━━━━━ DATA EXTRACTS ━━━━━

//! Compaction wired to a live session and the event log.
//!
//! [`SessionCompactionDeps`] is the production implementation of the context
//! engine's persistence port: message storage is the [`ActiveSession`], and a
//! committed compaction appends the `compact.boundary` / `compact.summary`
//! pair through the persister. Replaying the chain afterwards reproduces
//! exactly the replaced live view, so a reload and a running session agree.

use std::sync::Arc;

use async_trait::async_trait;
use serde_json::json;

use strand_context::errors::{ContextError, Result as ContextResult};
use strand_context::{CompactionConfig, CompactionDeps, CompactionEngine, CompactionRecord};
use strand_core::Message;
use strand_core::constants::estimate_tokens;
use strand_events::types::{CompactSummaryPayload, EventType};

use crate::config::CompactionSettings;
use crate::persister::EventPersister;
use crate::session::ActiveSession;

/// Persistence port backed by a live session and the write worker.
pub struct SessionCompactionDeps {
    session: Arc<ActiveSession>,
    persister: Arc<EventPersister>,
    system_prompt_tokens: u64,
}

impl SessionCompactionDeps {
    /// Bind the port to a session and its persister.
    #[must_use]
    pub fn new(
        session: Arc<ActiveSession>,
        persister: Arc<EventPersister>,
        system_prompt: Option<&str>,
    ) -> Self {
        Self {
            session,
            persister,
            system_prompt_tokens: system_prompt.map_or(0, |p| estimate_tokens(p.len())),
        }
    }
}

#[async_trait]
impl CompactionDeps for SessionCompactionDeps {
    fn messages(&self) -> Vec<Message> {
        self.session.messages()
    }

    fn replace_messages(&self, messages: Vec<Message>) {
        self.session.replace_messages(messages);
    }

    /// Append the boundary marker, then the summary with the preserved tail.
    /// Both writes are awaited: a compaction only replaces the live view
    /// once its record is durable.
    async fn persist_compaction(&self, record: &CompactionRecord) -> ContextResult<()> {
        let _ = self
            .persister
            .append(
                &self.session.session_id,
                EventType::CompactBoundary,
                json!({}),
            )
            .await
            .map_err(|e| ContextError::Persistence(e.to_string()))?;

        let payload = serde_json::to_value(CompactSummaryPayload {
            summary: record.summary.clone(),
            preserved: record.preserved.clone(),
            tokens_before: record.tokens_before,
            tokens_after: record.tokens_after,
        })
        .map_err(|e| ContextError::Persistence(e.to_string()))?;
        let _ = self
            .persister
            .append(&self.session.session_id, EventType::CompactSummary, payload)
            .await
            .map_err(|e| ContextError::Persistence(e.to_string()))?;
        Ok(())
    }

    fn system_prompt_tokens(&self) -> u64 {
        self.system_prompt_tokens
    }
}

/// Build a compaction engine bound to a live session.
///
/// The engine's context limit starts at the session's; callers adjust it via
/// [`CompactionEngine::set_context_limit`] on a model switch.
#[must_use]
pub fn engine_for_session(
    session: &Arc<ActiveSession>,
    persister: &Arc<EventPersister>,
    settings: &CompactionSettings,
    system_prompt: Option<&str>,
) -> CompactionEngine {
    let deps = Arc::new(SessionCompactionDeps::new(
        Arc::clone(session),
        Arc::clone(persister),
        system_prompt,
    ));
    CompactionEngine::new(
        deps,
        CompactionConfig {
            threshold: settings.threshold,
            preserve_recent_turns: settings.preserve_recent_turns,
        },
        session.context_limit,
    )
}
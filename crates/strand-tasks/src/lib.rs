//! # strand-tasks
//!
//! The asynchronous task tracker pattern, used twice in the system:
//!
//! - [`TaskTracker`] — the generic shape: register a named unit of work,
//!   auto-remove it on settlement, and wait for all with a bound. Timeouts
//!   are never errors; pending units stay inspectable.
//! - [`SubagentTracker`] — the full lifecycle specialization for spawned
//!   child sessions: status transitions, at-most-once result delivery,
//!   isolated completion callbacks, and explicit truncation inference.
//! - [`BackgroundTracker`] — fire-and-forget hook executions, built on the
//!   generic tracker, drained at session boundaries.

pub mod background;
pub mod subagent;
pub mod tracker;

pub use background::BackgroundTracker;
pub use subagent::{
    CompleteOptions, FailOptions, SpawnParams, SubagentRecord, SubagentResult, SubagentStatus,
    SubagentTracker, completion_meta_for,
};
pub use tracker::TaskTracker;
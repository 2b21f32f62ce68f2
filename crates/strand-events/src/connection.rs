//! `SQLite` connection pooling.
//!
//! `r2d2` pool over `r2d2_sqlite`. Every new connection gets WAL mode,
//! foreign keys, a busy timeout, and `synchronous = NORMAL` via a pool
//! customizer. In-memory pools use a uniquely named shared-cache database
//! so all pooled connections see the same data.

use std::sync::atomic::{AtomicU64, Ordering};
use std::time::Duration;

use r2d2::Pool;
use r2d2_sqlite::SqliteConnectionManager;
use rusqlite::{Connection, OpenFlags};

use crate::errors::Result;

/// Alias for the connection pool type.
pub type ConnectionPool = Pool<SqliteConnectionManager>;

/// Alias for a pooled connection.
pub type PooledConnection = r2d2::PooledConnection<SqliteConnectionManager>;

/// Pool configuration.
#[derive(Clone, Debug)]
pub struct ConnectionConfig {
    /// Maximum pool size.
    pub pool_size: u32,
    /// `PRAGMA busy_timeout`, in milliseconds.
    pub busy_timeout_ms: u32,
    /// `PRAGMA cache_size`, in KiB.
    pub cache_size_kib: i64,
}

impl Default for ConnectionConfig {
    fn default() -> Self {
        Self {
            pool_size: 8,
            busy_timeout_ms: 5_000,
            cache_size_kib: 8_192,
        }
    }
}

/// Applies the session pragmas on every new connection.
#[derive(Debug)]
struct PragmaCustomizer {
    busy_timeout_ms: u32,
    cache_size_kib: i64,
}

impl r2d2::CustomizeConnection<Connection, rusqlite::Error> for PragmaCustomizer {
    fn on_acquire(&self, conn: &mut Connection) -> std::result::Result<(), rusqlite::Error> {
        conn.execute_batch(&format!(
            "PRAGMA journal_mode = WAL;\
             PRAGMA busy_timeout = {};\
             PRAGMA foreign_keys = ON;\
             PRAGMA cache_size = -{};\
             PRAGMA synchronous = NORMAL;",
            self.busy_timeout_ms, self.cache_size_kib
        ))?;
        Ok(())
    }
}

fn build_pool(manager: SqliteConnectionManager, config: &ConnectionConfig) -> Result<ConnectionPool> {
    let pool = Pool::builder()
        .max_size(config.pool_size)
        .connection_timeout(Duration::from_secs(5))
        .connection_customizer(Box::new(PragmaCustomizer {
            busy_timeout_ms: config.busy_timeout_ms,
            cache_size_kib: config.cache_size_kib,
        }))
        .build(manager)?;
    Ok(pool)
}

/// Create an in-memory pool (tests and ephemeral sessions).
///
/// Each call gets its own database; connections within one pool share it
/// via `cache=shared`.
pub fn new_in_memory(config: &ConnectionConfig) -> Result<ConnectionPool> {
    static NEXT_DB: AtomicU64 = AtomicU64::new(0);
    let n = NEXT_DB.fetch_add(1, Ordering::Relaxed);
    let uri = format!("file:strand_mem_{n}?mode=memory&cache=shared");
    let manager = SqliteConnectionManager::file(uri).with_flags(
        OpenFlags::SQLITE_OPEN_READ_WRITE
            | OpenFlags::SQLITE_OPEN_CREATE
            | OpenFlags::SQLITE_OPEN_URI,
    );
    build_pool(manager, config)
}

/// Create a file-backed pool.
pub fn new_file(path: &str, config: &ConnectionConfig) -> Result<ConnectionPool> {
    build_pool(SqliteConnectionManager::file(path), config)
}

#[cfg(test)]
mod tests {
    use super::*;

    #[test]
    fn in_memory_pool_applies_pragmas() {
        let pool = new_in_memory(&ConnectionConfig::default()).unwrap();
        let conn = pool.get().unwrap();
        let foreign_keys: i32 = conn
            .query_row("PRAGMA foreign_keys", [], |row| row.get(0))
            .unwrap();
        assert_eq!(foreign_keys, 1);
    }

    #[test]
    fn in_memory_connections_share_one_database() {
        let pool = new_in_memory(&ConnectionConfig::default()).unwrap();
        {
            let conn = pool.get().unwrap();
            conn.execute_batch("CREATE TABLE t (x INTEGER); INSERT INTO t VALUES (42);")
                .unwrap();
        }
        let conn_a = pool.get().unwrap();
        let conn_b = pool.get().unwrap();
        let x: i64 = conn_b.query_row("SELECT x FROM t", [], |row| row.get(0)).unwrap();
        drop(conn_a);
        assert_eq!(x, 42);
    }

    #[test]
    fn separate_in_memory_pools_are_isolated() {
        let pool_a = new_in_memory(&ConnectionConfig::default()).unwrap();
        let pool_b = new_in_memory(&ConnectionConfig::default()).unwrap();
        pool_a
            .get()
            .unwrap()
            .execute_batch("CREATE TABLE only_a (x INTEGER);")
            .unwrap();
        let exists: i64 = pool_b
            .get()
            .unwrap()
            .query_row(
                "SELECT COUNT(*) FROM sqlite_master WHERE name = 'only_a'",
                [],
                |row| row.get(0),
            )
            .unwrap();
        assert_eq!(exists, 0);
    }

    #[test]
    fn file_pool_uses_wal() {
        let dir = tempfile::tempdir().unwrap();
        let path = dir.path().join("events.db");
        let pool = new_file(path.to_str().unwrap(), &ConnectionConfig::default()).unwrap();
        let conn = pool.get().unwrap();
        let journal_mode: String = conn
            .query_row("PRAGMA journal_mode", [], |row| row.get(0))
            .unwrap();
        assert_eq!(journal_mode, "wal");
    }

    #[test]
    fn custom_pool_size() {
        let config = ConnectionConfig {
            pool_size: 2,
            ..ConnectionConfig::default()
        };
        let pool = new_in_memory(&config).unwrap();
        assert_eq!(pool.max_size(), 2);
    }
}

━━━━━

I'd like an exact copy of the lines above, from the very first one through the line that contains "chain afterwards reproduces", with nothing else added.

■ **EXPECTED OUTPUT**
//! Compaction wired to a live session and the event log.
//!
//! [`SessionCompactionDeps`] is the production implementation of the context
//! engine's persistence port: message storage is the [`ActiveSession`], and a
//! committed compaction appends the `compact.boundary` / `compact.summary`
//! pair through the persister. Replaying the chain afterwards reproduces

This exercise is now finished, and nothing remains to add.